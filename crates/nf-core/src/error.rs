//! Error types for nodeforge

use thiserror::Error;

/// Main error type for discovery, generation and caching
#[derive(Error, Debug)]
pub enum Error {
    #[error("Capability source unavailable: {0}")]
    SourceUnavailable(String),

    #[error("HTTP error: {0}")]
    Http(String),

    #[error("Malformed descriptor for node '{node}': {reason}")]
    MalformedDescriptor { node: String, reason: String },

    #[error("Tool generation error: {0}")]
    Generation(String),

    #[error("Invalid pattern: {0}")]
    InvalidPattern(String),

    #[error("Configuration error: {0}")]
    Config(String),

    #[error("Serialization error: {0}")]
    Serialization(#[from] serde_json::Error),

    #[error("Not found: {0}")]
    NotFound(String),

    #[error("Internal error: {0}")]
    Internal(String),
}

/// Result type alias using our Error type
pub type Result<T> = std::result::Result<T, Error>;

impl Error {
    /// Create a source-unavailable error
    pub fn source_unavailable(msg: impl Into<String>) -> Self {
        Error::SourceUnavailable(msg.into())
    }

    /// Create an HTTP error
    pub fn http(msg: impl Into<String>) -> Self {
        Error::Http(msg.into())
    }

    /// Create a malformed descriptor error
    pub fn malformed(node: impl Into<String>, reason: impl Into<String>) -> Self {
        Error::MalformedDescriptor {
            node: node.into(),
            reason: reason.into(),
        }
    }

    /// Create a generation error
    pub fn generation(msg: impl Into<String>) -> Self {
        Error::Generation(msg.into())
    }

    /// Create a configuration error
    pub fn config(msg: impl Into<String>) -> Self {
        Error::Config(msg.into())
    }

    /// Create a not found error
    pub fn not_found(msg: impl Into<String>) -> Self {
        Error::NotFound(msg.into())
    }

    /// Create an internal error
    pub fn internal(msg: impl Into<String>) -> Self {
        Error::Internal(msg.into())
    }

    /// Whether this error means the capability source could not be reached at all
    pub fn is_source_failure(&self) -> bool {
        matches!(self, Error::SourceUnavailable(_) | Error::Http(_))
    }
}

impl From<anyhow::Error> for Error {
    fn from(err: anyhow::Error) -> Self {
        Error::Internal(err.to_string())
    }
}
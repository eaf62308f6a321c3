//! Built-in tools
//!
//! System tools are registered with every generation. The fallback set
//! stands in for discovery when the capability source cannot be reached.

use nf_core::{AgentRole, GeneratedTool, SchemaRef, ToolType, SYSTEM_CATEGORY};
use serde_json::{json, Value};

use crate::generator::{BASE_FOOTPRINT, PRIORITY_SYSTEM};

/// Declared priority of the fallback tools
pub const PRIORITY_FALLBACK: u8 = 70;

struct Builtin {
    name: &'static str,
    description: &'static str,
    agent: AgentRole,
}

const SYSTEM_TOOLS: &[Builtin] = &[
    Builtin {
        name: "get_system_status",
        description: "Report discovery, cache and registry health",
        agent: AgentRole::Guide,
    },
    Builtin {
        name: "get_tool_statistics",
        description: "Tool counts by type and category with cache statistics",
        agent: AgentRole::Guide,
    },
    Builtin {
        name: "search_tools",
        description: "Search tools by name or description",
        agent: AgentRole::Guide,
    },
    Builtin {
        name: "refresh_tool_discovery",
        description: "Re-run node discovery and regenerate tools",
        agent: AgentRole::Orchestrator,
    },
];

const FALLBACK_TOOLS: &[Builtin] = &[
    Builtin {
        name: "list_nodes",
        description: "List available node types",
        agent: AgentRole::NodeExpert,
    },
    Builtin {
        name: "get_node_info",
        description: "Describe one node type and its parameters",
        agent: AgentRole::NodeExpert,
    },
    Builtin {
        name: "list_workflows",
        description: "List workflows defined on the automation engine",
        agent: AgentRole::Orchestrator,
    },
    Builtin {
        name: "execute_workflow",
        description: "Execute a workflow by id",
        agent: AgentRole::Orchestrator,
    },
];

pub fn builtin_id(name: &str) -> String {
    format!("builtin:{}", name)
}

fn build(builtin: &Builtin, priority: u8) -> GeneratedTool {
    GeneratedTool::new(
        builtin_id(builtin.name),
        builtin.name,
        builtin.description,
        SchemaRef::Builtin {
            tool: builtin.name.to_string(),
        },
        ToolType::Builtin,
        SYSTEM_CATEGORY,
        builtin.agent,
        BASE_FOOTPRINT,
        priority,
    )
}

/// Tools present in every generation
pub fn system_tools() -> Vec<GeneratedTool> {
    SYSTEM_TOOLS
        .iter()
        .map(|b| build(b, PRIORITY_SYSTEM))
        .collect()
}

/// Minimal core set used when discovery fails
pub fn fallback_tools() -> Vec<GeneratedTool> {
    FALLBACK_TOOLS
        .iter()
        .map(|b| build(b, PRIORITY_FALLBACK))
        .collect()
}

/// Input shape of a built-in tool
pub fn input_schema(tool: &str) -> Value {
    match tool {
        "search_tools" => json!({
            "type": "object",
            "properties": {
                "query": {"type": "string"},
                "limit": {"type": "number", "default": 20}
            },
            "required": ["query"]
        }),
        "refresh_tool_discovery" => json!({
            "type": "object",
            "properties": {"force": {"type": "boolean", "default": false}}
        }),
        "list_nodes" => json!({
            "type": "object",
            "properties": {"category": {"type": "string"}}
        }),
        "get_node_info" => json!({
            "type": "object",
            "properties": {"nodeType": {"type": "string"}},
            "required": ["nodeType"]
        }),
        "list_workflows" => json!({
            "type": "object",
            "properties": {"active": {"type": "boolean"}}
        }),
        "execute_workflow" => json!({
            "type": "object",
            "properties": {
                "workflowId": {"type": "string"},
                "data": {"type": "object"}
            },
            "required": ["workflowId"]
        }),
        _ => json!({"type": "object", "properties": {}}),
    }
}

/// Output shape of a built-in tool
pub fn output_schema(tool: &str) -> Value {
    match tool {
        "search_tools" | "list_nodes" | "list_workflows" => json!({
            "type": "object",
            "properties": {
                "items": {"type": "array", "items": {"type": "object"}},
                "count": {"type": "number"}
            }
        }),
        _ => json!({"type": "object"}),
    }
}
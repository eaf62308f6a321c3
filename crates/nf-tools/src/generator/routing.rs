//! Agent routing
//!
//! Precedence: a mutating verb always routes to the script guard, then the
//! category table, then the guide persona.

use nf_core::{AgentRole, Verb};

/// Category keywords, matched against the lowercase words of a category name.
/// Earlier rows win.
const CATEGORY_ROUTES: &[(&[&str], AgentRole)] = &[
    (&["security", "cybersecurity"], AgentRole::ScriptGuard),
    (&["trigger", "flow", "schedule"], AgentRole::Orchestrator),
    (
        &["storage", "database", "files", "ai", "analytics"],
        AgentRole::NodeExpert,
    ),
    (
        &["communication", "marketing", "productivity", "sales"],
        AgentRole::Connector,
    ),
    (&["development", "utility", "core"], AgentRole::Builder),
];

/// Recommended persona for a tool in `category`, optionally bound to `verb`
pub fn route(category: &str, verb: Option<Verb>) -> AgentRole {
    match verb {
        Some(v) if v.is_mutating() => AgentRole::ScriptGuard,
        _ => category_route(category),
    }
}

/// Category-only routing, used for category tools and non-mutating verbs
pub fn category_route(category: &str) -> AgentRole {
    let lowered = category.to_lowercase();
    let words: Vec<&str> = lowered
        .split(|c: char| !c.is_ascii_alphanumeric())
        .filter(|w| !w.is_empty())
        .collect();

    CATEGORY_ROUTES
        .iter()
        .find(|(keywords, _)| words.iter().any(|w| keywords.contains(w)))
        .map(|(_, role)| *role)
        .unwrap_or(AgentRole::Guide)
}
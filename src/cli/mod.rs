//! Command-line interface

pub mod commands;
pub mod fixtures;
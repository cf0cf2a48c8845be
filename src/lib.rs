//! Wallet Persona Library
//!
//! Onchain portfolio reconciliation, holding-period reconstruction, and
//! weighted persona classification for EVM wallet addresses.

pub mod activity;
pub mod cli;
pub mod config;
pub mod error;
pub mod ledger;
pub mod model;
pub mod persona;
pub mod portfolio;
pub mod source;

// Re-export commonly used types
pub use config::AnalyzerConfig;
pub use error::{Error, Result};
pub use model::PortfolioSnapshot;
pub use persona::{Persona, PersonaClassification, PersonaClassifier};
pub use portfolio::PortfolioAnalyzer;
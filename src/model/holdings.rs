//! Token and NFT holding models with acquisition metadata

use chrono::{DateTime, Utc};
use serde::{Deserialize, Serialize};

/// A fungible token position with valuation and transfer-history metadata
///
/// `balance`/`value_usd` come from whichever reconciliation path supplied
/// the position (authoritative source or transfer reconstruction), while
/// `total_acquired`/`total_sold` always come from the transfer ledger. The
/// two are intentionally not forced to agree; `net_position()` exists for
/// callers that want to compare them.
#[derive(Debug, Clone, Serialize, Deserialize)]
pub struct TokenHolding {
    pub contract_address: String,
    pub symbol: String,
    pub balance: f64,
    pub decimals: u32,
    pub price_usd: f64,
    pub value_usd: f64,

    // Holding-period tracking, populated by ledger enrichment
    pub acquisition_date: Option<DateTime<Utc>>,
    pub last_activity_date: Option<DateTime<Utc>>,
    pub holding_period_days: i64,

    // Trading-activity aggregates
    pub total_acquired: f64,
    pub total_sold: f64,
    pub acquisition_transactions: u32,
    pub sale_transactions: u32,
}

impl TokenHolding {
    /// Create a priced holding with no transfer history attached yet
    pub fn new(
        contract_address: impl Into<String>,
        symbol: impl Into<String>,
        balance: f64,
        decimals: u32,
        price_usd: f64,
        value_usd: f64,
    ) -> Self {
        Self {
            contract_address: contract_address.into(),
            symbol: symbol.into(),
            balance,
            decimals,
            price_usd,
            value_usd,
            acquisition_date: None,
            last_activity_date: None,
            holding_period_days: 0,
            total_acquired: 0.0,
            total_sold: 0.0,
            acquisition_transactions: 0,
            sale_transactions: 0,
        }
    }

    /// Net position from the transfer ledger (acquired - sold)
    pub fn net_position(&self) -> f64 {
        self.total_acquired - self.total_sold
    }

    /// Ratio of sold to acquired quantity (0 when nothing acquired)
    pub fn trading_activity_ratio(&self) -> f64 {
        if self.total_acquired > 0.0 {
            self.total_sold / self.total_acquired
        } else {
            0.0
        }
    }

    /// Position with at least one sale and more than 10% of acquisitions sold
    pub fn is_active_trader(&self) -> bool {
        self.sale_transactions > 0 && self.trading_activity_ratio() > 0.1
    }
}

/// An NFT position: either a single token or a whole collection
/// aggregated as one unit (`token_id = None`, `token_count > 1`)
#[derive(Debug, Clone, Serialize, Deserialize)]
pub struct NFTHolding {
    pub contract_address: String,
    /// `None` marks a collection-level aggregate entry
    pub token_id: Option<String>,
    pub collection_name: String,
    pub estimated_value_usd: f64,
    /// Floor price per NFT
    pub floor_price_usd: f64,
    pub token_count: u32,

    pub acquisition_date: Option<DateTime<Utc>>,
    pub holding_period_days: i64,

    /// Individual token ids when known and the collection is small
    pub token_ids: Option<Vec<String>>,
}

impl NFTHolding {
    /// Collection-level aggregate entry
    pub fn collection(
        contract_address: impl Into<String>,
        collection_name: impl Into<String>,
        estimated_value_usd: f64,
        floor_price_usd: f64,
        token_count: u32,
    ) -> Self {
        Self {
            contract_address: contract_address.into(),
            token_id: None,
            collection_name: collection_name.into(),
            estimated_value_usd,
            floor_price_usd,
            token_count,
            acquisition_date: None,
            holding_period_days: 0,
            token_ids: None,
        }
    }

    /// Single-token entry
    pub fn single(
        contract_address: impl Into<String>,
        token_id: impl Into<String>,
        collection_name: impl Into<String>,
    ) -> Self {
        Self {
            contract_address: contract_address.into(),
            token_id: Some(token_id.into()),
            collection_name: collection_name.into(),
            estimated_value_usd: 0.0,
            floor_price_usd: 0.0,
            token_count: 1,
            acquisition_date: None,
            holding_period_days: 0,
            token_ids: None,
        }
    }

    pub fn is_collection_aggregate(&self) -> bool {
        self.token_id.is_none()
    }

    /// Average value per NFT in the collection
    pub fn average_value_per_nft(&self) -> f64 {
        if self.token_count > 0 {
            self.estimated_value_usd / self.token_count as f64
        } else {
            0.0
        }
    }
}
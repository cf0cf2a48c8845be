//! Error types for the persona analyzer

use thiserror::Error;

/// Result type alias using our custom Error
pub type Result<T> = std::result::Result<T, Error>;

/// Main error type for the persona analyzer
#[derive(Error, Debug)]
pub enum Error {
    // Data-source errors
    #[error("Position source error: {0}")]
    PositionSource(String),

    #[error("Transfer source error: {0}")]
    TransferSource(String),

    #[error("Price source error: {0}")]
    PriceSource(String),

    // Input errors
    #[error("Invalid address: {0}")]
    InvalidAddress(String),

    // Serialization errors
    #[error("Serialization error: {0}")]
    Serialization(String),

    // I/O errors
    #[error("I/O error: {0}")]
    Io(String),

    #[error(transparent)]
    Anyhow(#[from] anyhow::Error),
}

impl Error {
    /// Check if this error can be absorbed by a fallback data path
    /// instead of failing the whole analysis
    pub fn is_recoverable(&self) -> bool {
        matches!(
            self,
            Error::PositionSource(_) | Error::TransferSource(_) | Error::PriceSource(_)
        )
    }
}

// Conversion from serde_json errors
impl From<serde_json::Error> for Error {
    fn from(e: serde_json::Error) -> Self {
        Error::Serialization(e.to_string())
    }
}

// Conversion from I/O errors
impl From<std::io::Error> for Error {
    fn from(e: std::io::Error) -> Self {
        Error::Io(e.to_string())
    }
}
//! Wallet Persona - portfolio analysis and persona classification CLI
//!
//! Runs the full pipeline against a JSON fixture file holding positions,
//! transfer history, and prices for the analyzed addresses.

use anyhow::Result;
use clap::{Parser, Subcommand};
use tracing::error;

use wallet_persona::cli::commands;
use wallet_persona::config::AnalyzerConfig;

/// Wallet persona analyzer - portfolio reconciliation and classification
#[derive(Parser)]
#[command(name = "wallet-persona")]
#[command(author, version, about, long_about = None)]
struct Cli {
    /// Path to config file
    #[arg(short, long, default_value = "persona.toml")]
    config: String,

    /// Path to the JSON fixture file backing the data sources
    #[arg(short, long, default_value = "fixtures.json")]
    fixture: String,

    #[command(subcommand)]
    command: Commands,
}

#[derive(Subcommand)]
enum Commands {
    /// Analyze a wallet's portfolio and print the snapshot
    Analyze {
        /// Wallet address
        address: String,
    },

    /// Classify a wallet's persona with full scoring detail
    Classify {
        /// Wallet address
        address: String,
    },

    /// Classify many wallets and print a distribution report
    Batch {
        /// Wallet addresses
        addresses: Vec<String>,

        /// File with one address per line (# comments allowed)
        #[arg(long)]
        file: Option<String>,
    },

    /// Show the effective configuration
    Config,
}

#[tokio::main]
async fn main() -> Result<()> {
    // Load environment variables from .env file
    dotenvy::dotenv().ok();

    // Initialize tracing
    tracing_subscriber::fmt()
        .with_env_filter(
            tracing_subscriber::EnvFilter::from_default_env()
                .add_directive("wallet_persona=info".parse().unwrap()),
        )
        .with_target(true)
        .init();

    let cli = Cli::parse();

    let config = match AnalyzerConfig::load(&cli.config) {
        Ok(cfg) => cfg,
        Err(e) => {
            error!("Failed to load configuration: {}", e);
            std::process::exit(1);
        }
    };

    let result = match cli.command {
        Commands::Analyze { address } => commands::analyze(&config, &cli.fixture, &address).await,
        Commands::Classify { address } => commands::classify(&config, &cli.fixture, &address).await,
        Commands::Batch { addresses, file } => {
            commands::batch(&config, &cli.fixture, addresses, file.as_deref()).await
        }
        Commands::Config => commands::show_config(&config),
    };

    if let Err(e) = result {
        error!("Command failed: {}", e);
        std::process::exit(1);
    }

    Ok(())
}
§
Using the material, show each line where the string "Parser" can be found.

use clap::{Parser, Subcommand};
#[derive(Parser)]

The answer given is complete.